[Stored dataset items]
-----

//! Core domain model for the mobility ingestion platform.

use chrono::{DateTime, NaiveDateTime, Utc};
use serde::{Deserialize, Serialize};
use serde_json::Value as JsonValue;

pub const CRATE_NAME: &str = "metrosense-core";

/// Identifier assigned by an external source system, meaningful only within
/// that source's namespace.
///
/// Stored canonically as trimmed text so that a source sending `"123"` in one
/// payload and `123` in another resolves to the same entity.
#[derive(Debug, Clone, PartialEq, Eq, Hash, PartialOrd, Ord, Serialize, Deserialize)]
#[serde(transparent)]
pub struct ExternalId(String);

impl ExternalId {
    pub fn new(raw: impl Into<String>) -> Self {
        let raw = raw.into();
        Self(raw.trim().to_string())
    }

    pub fn as_str(&self) -> &str {
        &self.0
    }
}

impl From<&str> for ExternalId {
    fn from(raw: &str) -> Self {
        Self::new(raw)
    }
}

impl From<String> for ExternalId {
    fn from(raw: String) -> Self {
        Self::new(raw)
    }
}

impl From<i64> for ExternalId {
    fn from(raw: i64) -> Self {
        Self(raw.to_string())
    }
}

impl std::fmt::Display for ExternalId {
    fn fmt(&self, f: &mut std::fmt::Formatter<'_>) -> std::fmt::Result {
        f.write_str(&self.0)
    }
}

/// GeoJSON-shaped geometry as delivered by source systems.
#[derive(Debug, Clone, PartialEq, Serialize, Deserialize)]
#[serde(tag = "type", content = "coordinates")]
pub enum Geometry {
    Point([f64; 2]),
    LineString(Vec<[f64; 2]>),
    Polygon(Vec<Vec<[f64; 2]>>),
}

impl Geometry {
    /// Representative (longitude, latitude) for the shape.
    ///
    /// Polygons use the area centroid of the outer ring, line strings the
    /// length-weighted midpoint. Degenerate shapes (zero area, zero length)
    /// fall back to the vertex average; empty shapes yield `None`.
    pub fn centroid(&self) -> Option<(f64, f64)> {
        match self {
            Geometry::Point([lon, lat]) => Some((*lon, *lat)),
            Geometry::LineString(points) => linestring_centroid(points),
            Geometry::Polygon(rings) => rings.first().and_then(|ring| polygon_centroid(ring)),
        }
    }
}

fn vertex_average(points: &[[f64; 2]]) -> Option<(f64, f64)> {
    if points.is_empty() {
        return None;
    }
    let n = points.len() as f64;
    let (sx, sy) = points
        .iter()
        .fold((0.0, 0.0), |(sx, sy), p| (sx + p[0], sy + p[1]));
    Some((sx / n, sy / n))
}

fn linestring_centroid(points: &[[f64; 2]]) -> Option<(f64, f64)> {
    if points.len() < 2 {
        return vertex_average(points);
    }
    let mut total_len = 0.0;
    let mut cx = 0.0;
    let mut cy = 0.0;
    for pair in points.windows(2) {
        let (a, b) = (pair[0], pair[1]);
        let len = ((b[0] - a[0]).powi(2) + (b[1] - a[1]).powi(2)).sqrt();
        total_len += len;
        cx += (a[0] + b[0]) / 2.0 * len;
        cy += (a[1] + b[1]) / 2.0 * len;
    }
    if total_len == 0.0 {
        return vertex_average(points);
    }
    Some((cx / total_len, cy / total_len))
}

fn polygon_centroid(ring: &[[f64; 2]]) -> Option<(f64, f64)> {
    if ring.len() < 3 {
        return vertex_average(ring);
    }
    // Shoelace centroid over the closed outer ring.
    let mut area2 = 0.0;
    let mut cx = 0.0;
    let mut cy = 0.0;
    for i in 0..ring.len() {
        let a = ring[i];
        let b = ring[(i + 1) % ring.len()];
        let cross = a[0] * b[1] - b[0] * a[1];
        area2 += cross;
        cx += (a[0] + b[0]) * cross;
        cy += (a[1] + b[1]) * cross;
    }
    if area2.abs() < f64::EPSILON {
        return vertex_average(ring);
    }
    Some((cx / (3.0 * area2), cy / (3.0 * area2)))
}

/// A measurement point observed in a source payload, before it is known
/// whether the store already tracks it.
#[derive(Debug, Clone, PartialEq, Serialize, Deserialize)]
pub struct ObservedSensor {
    pub external_id: ExternalId,
    pub description: String,
    pub geometry: Option<Geometry>,
    pub confidential: bool,
}

/// A typed channel observed in a source payload, keyed to its owning sensor
/// by that sensor's external id.
#[derive(Debug, Clone, PartialEq, Serialize, Deserialize)]
pub struct ObservedDatastream {
    pub sensor_external_id: ExternalId,
    pub external_id: ExternalId,
    /// Free-text vendor category, resolved to (type, unit) via [`classify`].
    pub category: String,
    pub confidential: bool,
}

/// One time-stamped reading, still keyed by the datastream's external id and
/// carrying the raw source value before numeric coercion.
#[derive(Debug, Clone, PartialEq, Serialize, Deserialize)]
pub struct Observation {
    pub datastream_external_id: ExternalId,
    pub timestamp: DateTime<Utc>,
    pub value: JsonValue,
}

/// Entity metadata discovered during a source's structure crawl.
#[derive(Debug, Clone, Default, PartialEq, Serialize, Deserialize)]
pub struct DiscoveredEntities {
    pub sensors: Vec<ObservedSensor>,
    pub datastreams: Vec<ObservedDatastream>,
}

/// One reading after identity resolution, ready for the ingestor.
#[derive(Debug, Clone, PartialEq)]
pub struct ResolvedObservation {
    pub datastream_id: i64,
    pub timestamp: DateTime<Utc>,
    pub value: JsonValue,
    pub confidential: bool,
}

/// Outcome counters of one ingestion batch.
#[derive(Debug, Clone, Copy, Default, PartialEq, Eq, Serialize)]
pub struct IngestResult {
    pub written: u64,
    pub skipped_non_numeric: u64,
    pub skipped_duplicate: u64,
}

impl IngestResult {
    pub fn merge(&mut self, other: IngestResult) {
        self.written += other.written;
        self.skipped_non_numeric += other.skipped_non_numeric;
        self.skipped_duplicate += other.skipped_duplicate;
    }
}

/// Coerce a raw source value to a finite measurement value.
///
/// Numbers pass through, numeric strings are parsed, booleans map to 1/0
/// (occupancy-style streams). Everything else, including NaN and infinities,
/// yields `None` and is dropped by the ingestor rather than stored.
pub fn coerce_numeric(raw: &JsonValue) -> Option<f64> {
    let value = match raw {
        JsonValue::Number(n) => n.as_f64()?,
        JsonValue::String(s) => s.trim().parse::<f64>().ok()?,
        JsonValue::Bool(b) => {
            if *b {
                1.0
            } else {
                0.0
            }
        }
        _ => return None,
    };
    value.is_finite().then_some(value)
}

/// Parse a source timestamp into UTC.
///
/// Accepts RFC 3339 with any offset, naive `YYYY-MM-DDTHH:MM:SS` /
/// `YYYY-MM-DD HH:MM:SS` (assumed UTC, as the sources document), and FROST
/// phenomenon-time intervals (`start/end`), of which the start is taken.
pub fn parse_timestamp_utc(raw: &str) -> Option<DateTime<Utc>> {
    let raw = raw.trim();
    let raw = raw.split('/').next().unwrap_or(raw);
    if let Ok(ts) = DateTime::parse_from_rfc3339(raw) {
        return Some(ts.with_timezone(&Utc));
    }
    for format in ["%Y-%m-%dT%H:%M:%S%.f", "%Y-%m-%d %H:%M:%S%.f"] {
        if let Ok(naive) = NaiveDateTime::parse_from_str(raw, format) {
            return Some(naive.and_utc());
        }
    }
    None
}

/// A vendor category resolved to the internal datastream type and unit.
#[derive(Debug, Clone, PartialEq, Eq)]
pub struct Classified {
    pub kind: String,
    /// Absent for mixed-unit categories (weather bundles several quantities).
    pub unit: Option<String>,
}

enum KindRule {
    /// Fixed internal type name.
    Literal(&'static str),
    /// The vendor label itself is the type (parking species and pollutants
    /// keep their source naming).
    SourceLabel,
}

struct CategoryEntry {
    labels: &'static [&'static str],
    kind: KindRule,
    unit: Option<&'static str>,
}

// Ordered priority tables, first match wins. The FROST order follows the
// Klasse fallback chain of the upstream Frost-Server deployment.
const FROST_CATEGORIES: &[CategoryEntry] = &[
    CategoryEntry {
        labels: &["E-Ladepunkt"],
        kind: KindRule::Literal("E-Ladepunkt"),
        unit: Some("Occupancy status"),
    },
    CategoryEntry {
        labels: &["Parkobjekt", "ParkingArea", "ParkingLocation"],
        kind: KindRule::SourceLabel,
        unit: Some("Vacant Spaces"),
    },
    CategoryEntry {
        labels: &["cC1", "cC2", "cC3", "vC1", "vC2", "vC3"],
        kind: KindRule::Literal("motor traffic measurement"),
        unit: Some("Vehicles Counted"),
    },
    CategoryEntry {
        labels: &["Bike"],
        kind: KindRule::Literal("bike traffic measurement"),
        unit: Some("Bikes counted"),
    },
    CategoryEntry {
        labels: &["Wetter"],
        kind: KindRule::Literal("Wetter"),
        unit: None,
    },
];

const SENSOR_COMMUNITY_CATEGORIES: &[CategoryEntry] = &[
    CategoryEntry {
        labels: &["P1"],
        kind: KindRule::Literal("PM10"),
        unit: Some("µg/m³"),
    },
    CategoryEntry {
        labels: &["P2"],
        kind: KindRule::Literal("PM2.5"),
        unit: Some("µg/m³"),
    },
    CategoryEntry {
        labels: &["pressure"],
        kind: KindRule::Literal("air pressure"),
        unit: Some("Pa"),
    },
    CategoryEntry {
        labels: &["temperature"],
        kind: KindRule::Literal("temperature"),
        unit: Some("°C"),
    },
    CategoryEntry {
        labels: &["humidity"],
        kind: KindRule::Literal("humidity"),
        unit: Some("%"),
    },
];

const LANUV_CATEGORIES: &[CategoryEntry] = &[CategoryEntry {
    labels: &["Ozon", "SO2", "NO2", "PM10"],
    kind: KindRule::SourceLabel,
    unit: Some("µg/m³"),
}];

/// Resolve a source's free-text category label to the internal datastream
/// type and unit.
///
/// Lookup is against a fixed, ordered table per source; the first matching
/// entry wins. `None` means the label is genuinely unmapped, which callers
/// treat as a skip-this-entity error, never as an "unknown" row.
pub fn classify(source: &str, label: &str) -> Option<Classified> {
    let table = match source {
        "FROST" => FROST_CATEGORIES,
        "LANUV" => LANUV_CATEGORIES,
        "Sensor.Community" => SENSOR_COMMUNITY_CATEGORIES,
        _ => return None,
    };
    table
        .iter()
        .find(|entry| entry.labels.contains(&label))
        .map(|entry| Classified {
            kind: match entry.kind {
                KindRule::Literal(kind) => kind.to_string(),
                KindRule::SourceLabel => label.to_string(),
            },
            unit: entry.unit.map(str::to_string),
        })
}

#[cfg(test)]
mod tests {
    use super::*;
    use serde_json::json;

    #[test]
    fn external_ids_normalize_numeric_and_text_forms() {
        assert_eq!(ExternalId::from(123), ExternalId::from("123"));
        assert_eq!(ExternalId::from(" 42 "), ExternalId::from("42"));
        assert_ne!(ExternalId::from("42"), ExternalId::from("042"));
    }

    #[test]
    fn coercion_accepts_numbers_strings_and_bools() {
        assert_eq!(coerce_numeric(&json!(12.5)), Some(12.5));
        assert_eq!(coerce_numeric(&json!("  99 ")), Some(99.0));
        assert_eq!(coerce_numeric(&json!(true)), Some(1.0));
        assert_eq!(coerce_numeric(&json!("charging")), None);
        assert_eq!(coerce_numeric(&json!("NaN")), None);
        assert_eq!(coerce_numeric(&json!(null)), None);
        assert_eq!(coerce_numeric(&json!({"v": 1})), None);
    }

    #[test]
    fn timestamps_parse_offsets_naive_and_intervals() {
        let utc = parse_timestamp_utc("2024-01-01T00:00:00Z").unwrap();
        assert_eq!(utc.to_rfc3339(), "2024-01-01T00:00:00+00:00");

        let offset = parse_timestamp_utc("2024-01-01T02:00:00+02:00").unwrap();
        assert_eq!(offset, utc);

        let naive = parse_timestamp_utc("2024-01-01 00:00:00").unwrap();
        assert_eq!(naive, utc);

        let interval =
            parse_timestamp_utc("2024-01-01T00:00:00Z/2024-01-01T00:15:00Z").unwrap();
        assert_eq!(interval, utc);

        assert!(parse_timestamp_utc("yesterdayish").is_none());
    }

    #[test]
    fn point_and_polygon_centroids() {
        let point = Geometry::Point([6.08, 50.77]);
        assert_eq!(point.centroid(), Some((6.08, 50.77)));

        let square = Geometry::Polygon(vec![vec![
            [0.0, 0.0],
            [2.0, 0.0],
            [2.0, 2.0],
            [0.0, 2.0],
        ]]);
        let (cx, cy) = square.centroid().unwrap();
        assert!((cx - 1.0).abs() < 1e-9 && (cy - 1.0).abs() < 1e-9);

        let empty = Geometry::Polygon(vec![]);
        assert_eq!(empty.centroid(), None);
    }

    #[test]
    fn linestring_centroid_is_length_weighted() {
        // Two segments of length 2 and 1; the long one dominates.
        let line = Geometry::LineString(vec![[0.0, 0.0], [2.0, 0.0], [2.0, 1.0]]);
        let (cx, cy) = line.centroid().unwrap();
        assert!((cx - (1.0 * 2.0 + 2.0) / 3.0).abs() < 1e-9);
        assert!((cy - 0.5 / 3.0).abs() < 1e-9);

        let degenerate = Geometry::LineString(vec![[1.0, 1.0], [1.0, 1.0]]);
        assert_eq!(degenerate.centroid(), Some((1.0, 1.0)));
    }

    #[test]
    fn classification_is_first_match_in_table_order() {
        let traffic = classify("FROST", "cC2").unwrap();
        assert_eq!(traffic.kind, "motor traffic measurement");
        assert_eq!(traffic.unit.as_deref(), Some("Vehicles Counted"));

        let parking = classify("FROST", "ParkingLocation").unwrap();
        assert_eq!(parking.kind, "ParkingLocation");
        assert_eq!(parking.unit.as_deref(), Some("Vacant Spaces"));

        let weather = classify("FROST", "Wetter").unwrap();
        assert_eq!(weather.kind, "Wetter");
        assert_eq!(weather.unit, None);

        let pm = classify("Sensor.Community", "P1").unwrap();
        assert_eq!(pm.kind, "PM10");

        let lanuv = classify("LANUV", "NO2").unwrap();
        assert_eq!(lanuv.kind, "NO2");
        assert_eq!(lanuv.unit.as_deref(), Some("µg/m³"));

        assert!(classify("FROST", "Selfie-Drone").is_none());
        assert!(classify("NOPE", "P1").is_none());
    }

    #[test]
    fn geojson_geometry_deserializes() {
        let geo: Geometry =
            serde_json::from_value(json!({"type": "Point", "coordinates": [6.1, 50.7]})).unwrap();
        assert_eq!(geo, Geometry::Point([6.1, 50.7]));
    }
}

-----

TASK BRIEF: Exactly as they stand, please print the lines from the first line of the records above down to the line that includes "fn from(raw: i64)", both of those included and no others.

REPLY TO THE EXERCISE:
//! Core domain model for the mobility ingestion platform.

use chrono::{DateTime, NaiveDateTime, Utc};
use serde::{Deserialize, Serialize};
use serde_json::Value as JsonValue;

pub const CRATE_NAME: &str = "metrosense-core";

/// Identifier assigned by an external source system, meaningful only within
/// that source's namespace.
///
/// Stored canonically as trimmed text so that a source sending `"123"` in one
/// payload and `123` in another resolves to the same entity.
#[derive(Debug, Clone, PartialEq, Eq, Hash, PartialOrd, Ord, Serialize, Deserialize)]
#[serde(transparent)]
pub struct ExternalId(String);

impl ExternalId {
    pub fn new(raw: impl Into<String>) -> Self {
        let raw = raw.into();
        Self(raw.trim().to_string())
    }

    pub fn as_str(&self) -> &str {
        &self.0
    }
}

impl From<&str> for ExternalId {
    fn from(raw: &str) -> Self {
        Self::new(raw)
    }
}

impl From<String> for ExternalId {
    fn from(raw: String) -> Self {
        Self::new(raw)
    }
}

impl From<i64> for ExternalId {
    fn from(raw: i64) -> Self {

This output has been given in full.